18 March, 2024

My hope that adding a branch and making some other changes to the enclosure would disrupt V's repetitive behaviour and help the badgers to settle down proved misplaced.

This video clip reveals that she reverted to her "zoochotic" behaviour and, sadly, it became much more pronounced. The back and forth shown here (on the right) continued for over 5 hours.

Alarmingly, T seemed to have fallen into the same pattern for the first time. She can be seen on the left running in circles around a couple of trees. She made occasional efforts to elicit a reaction from V but, getting none, she too exhibited this stereotyped behaviour typical of animals unhappy in captivity. Both now seemed in despair, desperate to get out.

It seemed unconscionable to keep them in this state a day longer. They had shown no real sign of excavating the sett, bringing in bedding, play-fighting, or doing any of the things that might suggest adapting to their new accommodation.

Better then to let them go and take their chances in the wild. They're now young adults, older than our previous releases, and sufficiently well fed that they faced little likelihood of starvation. The worst of the cold weather is behind them. One of the greatest risks they face, that of becoming casualties on the road, is the same regardless of when they are released. Wild badgers continue to pass through the wood and there is a chance that they may follow a trail of scent marks to a sett.

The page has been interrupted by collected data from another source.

//! Shared test fixtures for integration tests.

#![allow(dead_code)]

use nilm_tracegen::config::ScenarioConfig;
use nilm_tracegen::sim::engine::Engine;
use nilm_tracegen::sim::event::{Event, EventKind, Transition};
use nilm_tracegen::sim::types::Trace;

/// Single user reading under a 60 W lamp for 10 s, once a day, any time.
pub const LAMP_SCENARIO: &str = r#"
[general]
name = "lamp"
days = 1
seed = 42
start_weekday = "monday"

[[appliances]]
type = "lamp"

[[appliances.models]]
name = "lamp_60w"
duration = 10
loads = [{ kind = "on_off", fraction = 1.0, power = 60.0 }]

[[activities]]
name = "reading"
devices = ["lamp"]
states = ["light, 0, 0, false, true, 1, 1.0, 1, 1"]

[[users]]
name = "alice"

[[users.activities]]
activity = "reading"
daily_runs = 1.0
"#;

/// Loads a built-in preset, panicking with context on failure.
pub fn preset(name: &str) -> ScenarioConfig {
    ScenarioConfig::from_preset(name).unwrap_or_else(|e| panic!("preset {name}: {e}"))
}

/// Parses an inline scenario, panicking with context on failure.
pub fn scenario(toml: &str) -> ScenarioConfig {
    ScenarioConfig::from_toml_str(toml).unwrap_or_else(|e| panic!("scenario: {e}"))
}

/// Builds an engine and runs it to completion.
pub fn run(config: &ScenarioConfig) -> Trace {
    Engine::from_config(config)
        .unwrap_or_else(|e| panic!("engine: {e}"))
        .run()
}

/// One placed activity instance with the device events logged inside it.
#[derive(Debug, Clone)]
pub struct Instance {
    pub activity: String,
    pub start: usize,
    pub end: usize,
    pub devices: Vec<Event>,
}

/// Splits an event log (in emission order) into activity instances.
///
/// Relies on the scheduler logging START, the device ON/OFF pairs, then END
/// for each instance before moving on.
pub fn instances(events: &[Event]) -> Vec<Instance> {
    let mut out = Vec::new();
    let mut open: Option<Instance> = None;
    for e in events {
        match (e.kind, e.transition) {
            (EventKind::Activity, Transition::Start) => {
                assert!(open.is_none(), "nested activity start: {e}");
                open = Some(Instance {
                    activity: e.name.clone(),
                    start: e.offset,
                    end: e.offset,
                    devices: Vec::new(),
                });
            }
            (EventKind::Activity, Transition::End) => {
                let mut inst = open.take().unwrap_or_else(|| panic!("END without START: {e}"));
                assert_eq!(inst.activity, e.name);
                inst.end = e.offset;
                out.push(inst);
            }
            (EventKind::Device, _) => {
                open.as_mut()
                    .unwrap_or_else(|| panic!("device event outside an activity: {e}"))
                    .devices
                    .push(e.clone());
            }
            other => panic!("unexpected event kind {other:?}"),
        }
    }
    assert!(open.is_none(), "unterminated activity");
    out
}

Accordingly the fence was removed the following day and the badgers disappeared overnight, as expected, without even stopping to eat.

As with previous releases into this area where other badgers have been vaccinated, both are microchipped and vaccinated, and the release was done under licence from the National Parks and Wildlife Service – without which keeping badgers in captivity would be illegal.

Tully's racetrack after one night running in circles.